## PROBLEM TO WORK ON
Reproduce all the entries, matching the original word for word.

─── THE RECORDS ───

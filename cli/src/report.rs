use stimlog_core::{
    category_counts, field_stats, hour_views, setting_counts, summarize, Day, Field, FieldStats,
    HourMap, LogError, Setting,
};
use tabled::settings::object::Rows;
use tabled::settings::{Color, Modify, Style};
use tabled::{Table, Tabled};

#[derive(Tabled)]
struct HourRow {
    #[tabled(rename = "Hour")]
    hour: usize,
    #[tabled(rename = "Period")]
    period: String,
    #[tabled(rename = "Record")]
    description: String,
}

#[derive(Tabled)]
struct CountRow {
    #[tabled(rename = "Value")]
    value: String,
    #[tabled(rename = "Hours")]
    hours: usize,
}

#[derive(Tabled)]
struct DayRow {
    #[tabled(rename = "Date")]
    date: String,
    #[tabled(rename = "Recorded")]
    recorded: usize,
    #[tabled(rename = "Asleep")]
    asleep: usize,
    #[tabled(rename = "Pain (min/max/avg)")]
    pain: String,
}

fn print_table<T: Tabled>(rows: Vec<T>) {
    let mut table = Table::new(rows);
    table
        .with(Style::modern())
        .with(Modify::new(Rows::first()).with(Color::FG_CYAN)); // Header color
    println!("{}", table);
}

fn heading(text: String) {
    println!("\x1b[1;36m{}\x1b[0m", text);
}

fn window(start: usize, end: usize) -> String {
    if start == 0 && end == 23 {
        String::new()
    } else {
        format!(" between hours {} and {}", start, end)
    }
}

fn format_stats(stats: &FieldStats) -> String {
    format!("{}/{}/{:.2}", stats.min, stats.max, stats.avg)
}

pub fn show_hours(day: &Day, hours: &HourMap) {
    heading(format!("* Records for {} *", day.date().format("%Y-%m-%d (%a)")));
    let rows = hour_views(hours)
        .into_iter()
        .map(|v| HourRow {
            hour: v.hour,
            period: v.period,
            description: v.description,
        })
        .collect();
    print_table::<HourRow>(rows);
}

pub fn show_field_stats(day: &Day, field: Field, start: usize, end: usize, hours: &HourMap) {
    heading(format!("* {} levels on {}{} *", field, day.date(), window(start, end)));
    match field_stats(field, hours) {
        Ok(stats) => {
            println!("Min: {}", stats.min);
            println!("Max: {}", stats.max);
            println!("Avg: {:.2}", stats.avg);
        }
        Err(LogError::NoData { field }) => {
            if field == Field::Pain {
                println!("No pain data (no awake hours recorded).");
            } else {
                println!("No {} data recorded.", field);
            }
        }
        Err(e) => println!("Error: {}", e),
    }
}

pub fn show_summary(day: &Day, start: usize, end: usize, hours: &HourMap) {
    heading(format!("* Summary for {}{} *", day.date(), window(start, end)));
    let summary = summarize(hours);
    let or_none = |s: Option<FieldStats>| s.as_ref().map(format_stats).unwrap_or_else(|| "-".to_string());

    println!("Recorded hours: {}", summary.recorded_hours);
    println!("Hours awake:    {}", summary.sleep.hours_awake);
    println!("Hours asleep:   {}", summary.sleep.hours_asleep);
    println!("Pain     (min/max/avg): {}", or_none(summary.pain));
    println!("Program  (min/max/avg): {}", or_none(summary.program));
    println!("Strength (min/max/avg): {}", or_none(summary.strength));

    let settings = setting_counts(hours);
    if !settings.is_empty() {
        let rows = settings
            .into_iter()
            .map(|((program, strength), hours)| CountRow {
                value: setting_label(program, strength),
                hours,
            })
            .collect();
        print_table::<CountRow>(rows);
    }
}

fn setting_label(program: u8, strength: u8) -> String {
    if program == 0 {
        "OFF".to_string()
    } else {
        format!("Program {} / Strength {}", program, strength)
    }
}

pub fn show_counts(day: &Day, setting: Setting) {
    heading(format!("* {} hours on {} *", setting, day.date()));
    let counts = category_counts(setting, &day.get_all_hours());
    if counts.is_empty() {
        println!("No records for this day.");
        return;
    }
    let rows = counts
        .into_iter()
        .map(|(value, hours)| CountRow {
            value: match (setting, value) {
                (Setting::Program, 0) => "OFF".to_string(),
                _ => value.to_string(),
            },
            hours,
        })
        .collect();
    print_table::<CountRow>(rows);
}

pub fn show_days(days: &[Day]) {
    if days.is_empty() {
        println!("No days recorded yet.");
        return;
    }
    let rows = days
        .iter()
        .map(|day| {
            let summary = summarize(&day.get_all_hours());
            DayRow {
                date: day.date().format("%Y-%m-%d (%a)").to_string(),
                recorded: summary.recorded_hours,
                asleep: summary.sleep.hours_asleep,
                pain: summary.pain.as_ref().map(format_stats).unwrap_or_else(|| "-".to_string()),
            }
        })
        .collect();
    print_table::<DayRow>(rows);
}

#[cfg(test)]
mod tests {
    use super::*;

    #[test]
    fn test_window_text() {
        assert_eq!(window(0, 23), "");
        assert_eq!(window(5, 8), " between hours 5 and 8");
    }

    #[test]
    fn test_labels() {
        assert_eq!(setting_label(0, 9), "OFF");
        assert_eq!(setting_label(2, 7), "Program 2 / Strength 7");
        assert_eq!(format_stats(&FieldStats { min: 1, max: 9, avg: 4.5 }), "1/9/4.50");
    }
}
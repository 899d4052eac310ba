use thiserror::Error;

use crate::model::hour::Field;

/// Errors raised by the day/hour model and the statistics functions.
///
/// None of these are fatal: the caller decides whether to reprompt, reject the
/// input or report "no data".
#[derive(Debug, Clone, PartialEq, Eq, Error)]
pub enum LogError {
    #[error("{field} must be between 0 and {max}, got {value}")]
    Validation { field: Field, value: u8, max: u8 },

    #[error("hour {hour} is outside 0-23")]
    OutOfRange { hour: usize },

    #[error("invalid hour range {start}-{end}")]
    InvalidRange { start: usize, end: usize },

    #[error("no {field} data to analyse")]
    NoData { field: Field },
}

impl LogError {
    /// True for both a bad hour index and a bad range.
    pub fn is_out_of_range(&self) -> bool {
        matches!(self, LogError::OutOfRange { .. } | LogError::InvalidRange { .. })
    }
}

pub type LogResult<T> = Result<T, LogError>;

#[cfg(test)]
mod tests {
    use super::*;

    #[test]
    fn test_messages_name_field_and_bounds() {
        let err = LogError::Validation { field: Field::Strength, value: 15, max: 14 };
        assert_eq!(err.to_string(), "strength must be between 0 and 14, got 15");

        let err = LogError::NoData { field: Field::Pain };
        assert_eq!(err.to_string(), "no pain data to analyse");
    }

    #[test]
    fn test_out_of_range_kind() {
        assert!(LogError::OutOfRange { hour: 24 }.is_out_of_range());
        assert!(LogError::InvalidRange { start: 8, end: 5 }.is_out_of_range());
        assert!(!LogError::NoData { field: Field::Program }.is_out_of_range());
    }
}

───

## YOUR RESPONSE
filename cli/src/report.rs
use stimlog_core::{
    category_counts, field_stats, hour_views, setting_counts, summarize, Day, Field, FieldStats,
    HourMap, LogError, Setting,
};
use tabled::settings::object::Rows;
use tabled::settings::{Color, Modify, Style};
use tabled::{Table, Tabled};

#[derive(Tabled)]
struct HourRow {
    #[tabled(rename = "Hour")]
    hour: usize,
    #[tabled(rename = "Period")]
    period: String,
    #[tabled(rename = "Record")]
    description: String,
}

#[derive(Tabled)]
struct CountRow {
    #[tabled(rename = "Value")]
    value: String,
    #[tabled(rename = "Hours")]
    hours: usize,
}

#[derive(Tabled)]
struct DayRow {
    #[tabled(rename = "Date")]
    date: String,
    #[tabled(rename = "Recorded")]
    recorded: usize,
    #[tabled(rename = "Asleep")]
    asleep: usize,
    #[tabled(rename = "Pain (min/max/avg)")]
    pain: String,
}

fn print_table<T: Tabled>(rows: Vec<T>) {
    let mut table = Table::new(rows);
    table
        .with(Style::modern())
        .with(Modify::new(Rows::first()).with(Color::FG_CYAN)); // Header color
    println!("{}", table);
}

fn heading(text: String) {
    println!("\x1b[1;36m{}\x1b[0m", text);
}

fn window(start: usize, end: usize) -> String {
    if start == 0 && end == 23 {
        String::new()
    } else {
        format!(" between hours {} and {}", start, end)
    }
}

fn format_stats(stats: &FieldStats) -> String {
    format!("{}/{}/{:.2}", stats.min, stats.max, stats.avg)
}

pub fn show_hours(day: &Day, hours: &HourMap) {
    heading(format!("* Records for {} *", day.date().format("%Y-%m-%d (%a)")));
    let rows = hour_views(hours)
        .into_iter()
        .map(|v| HourRow {
            hour: v.hour,
            period: v.period,
            description: v.description,
        })
        .collect();
    print_table::<HourRow>(rows);
}

pub fn show_field_stats(day: &Day, field: Field, start: usize, end: usize, hours: &HourMap) {
    heading(format!("* {} levels on {}{} *", field, day.date(), window(start, end)));
    match field_stats(field, hours) {
        Ok(stats) => {
            println!("Min: {}", stats.min);
            println!("Max: {}", stats.max);
            println!("Avg: {:.2}", stats.avg);
        }
        Err(LogError::NoData { field }) => {
            if field == Field::Pain {
                println!("No pain data (no awake hours recorded).");
            } else {
                println!("No {} data recorded.", field);
            }
        }
        Err(e) => println!("Error: {}", e),
    }
}

pub fn show_summary(day: &Day, start: usize, end: usize, hours: &HourMap) {
    heading(format!("* Summary for {}{} *", day.date(), window(start, end)));
    let summary = summarize(hours);
    let or_none = |s: Option<FieldStats>| s.as_ref().map(format_stats).unwrap_or_else(|| "-".to_string());

    println!("Recorded hours: {}", summary.recorded_hours);
    println!("Hours awake:    {}", summary.sleep.hours_awake);
    println!("Hours asleep:   {}", summary.sleep.hours_asleep);
    println!("Pain     (min/max/avg): {}", or_none(summary.pain));
    println!("Program  (min/max/avg): {}", or_none(summary.program));
    println!("Strength (min/max/avg): {}", or_none(summary.strength));

    let settings = setting_counts(hours);
    if !settings.is_empty() {
        let rows = settings
            .into_iter()
            .map(|((program, strength), hours)| CountRow {
                value: setting_label(program, strength),
                hours,
            })
            .collect();
        print_table::<CountRow>(rows);
    }
}

fn setting_label(program: u8, strength: u8) -> String {
    if program == 0 {
        "OFF".to_string()
    } else {
        format!("Program {} / Strength {}", program, strength)
    }
}

pub fn show_counts(day: &Day, setting: Setting) {
    heading(format!("* {} hours on {} *", setting, day.date()));
    let counts = category_counts(setting, &day.get_all_hours());
    if counts.is_empty() {
        println!("No records for this day.");
        return;
    }
    let rows = counts
        .into_iter()
        .map(|(value, hours)| CountRow {
            value: match (setting, value) {
                (Setting::Program, 0) => "OFF".to_string(),
                _ => value.to_string(),
            },
            hours,
        })
        .collect();
    print_table::<CountRow>(rows);
}

pub fn show_days(days: &[Day]) {
    if days.is_empty() {
        println!("No days recorded yet.");
        return;
    }
    let rows = days
        .iter()
        .map(|day| {
            let summary = summarize(&day.get_all_hours());
            DayRow {
                date: day.date().format("%Y-%m-%d (%a)").to_string(),
                recorded: summary.recorded_hours,
                asleep: summary.sleep.hours_asleep,
                pain: summary.pain.as_ref().map(format_stats).unwrap_or_else(|| "-".to_string()),
            }
        })
        .collect();
    print_table::<DayRow>(rows);
}

#[cfg(test)]
mod tests {
    use super::*;

    #[test]
    fn test_window_text() {
        assert_eq!(window(0, 23), "");
        assert_eq!(window(5, 8), " between hours 5 and 8");
    }

    #[test]
    fn test_labels() {
        assert_eq!(setting_label(0, 9), "OFF");
        assert_eq!(setting_label(2, 7), "Program 2 / Strength 7");
        assert_eq!(format_stats(&FieldStats { min: 1, max: 9, avg: 4.5 }), "1/9/4.50");
    }
}
repository 899d4052eac310ba
use thiserror::Error;

use crate::model::hour::Field;

/// Errors raised by the day/hour model and the statistics functions.
///
/// None of these are fatal: the caller decides whether to reprompt, reject the
/// input or report "no data".
#[derive(Debug, Clone, PartialEq, Eq, Error)]
pub enum LogError {
    #[error("{field} must be between 0 and {max}, got {value}")]
    Validation { field: Field, value: u8, max: u8 },

    #[error("hour {hour} is outside 0-23")]
    OutOfRange { hour: usize },

    #[error("invalid hour range {start}-{end}")]
    InvalidRange { start: usize, end: usize },

    #[error("no {field} data to analyse")]
    NoData { field: Field },
}

impl LogError {
    /// True for both a bad hour index and a bad range.
    pub fn is_out_of_range(&self) -> bool {
        matches!(self, LogError::OutOfRange { .. } | LogError::InvalidRange { .. })
    }
}

pub type LogResult<T> = Result<T, LogError>;

#[cfg(test)]
mod tests {
    use super::*;

    #[test]
    fn test_messages_name_field_and_bounds() {
        let err = LogError::Validation { field: Field::Strength, value: 15, max: 14 };
        assert_eq!(err.to_string(), "strength must be between 0 and 14, got 15");

        let err = LogError::NoData { field: Field::Pain };
        assert_eq!(err.to_string(), "no pain data to analyse");
    }

    #[test]
    fn test_out_of_range_kind() {
        assert!(LogError::OutOfRange { hour: 24 }.is_out_of_range());
        assert!(LogError::InvalidRange { start: 8, end: 5 }.is_out_of_range());
        assert!(!LogError::NoData { field: Field::Program }.is_out_of_range());
    }
}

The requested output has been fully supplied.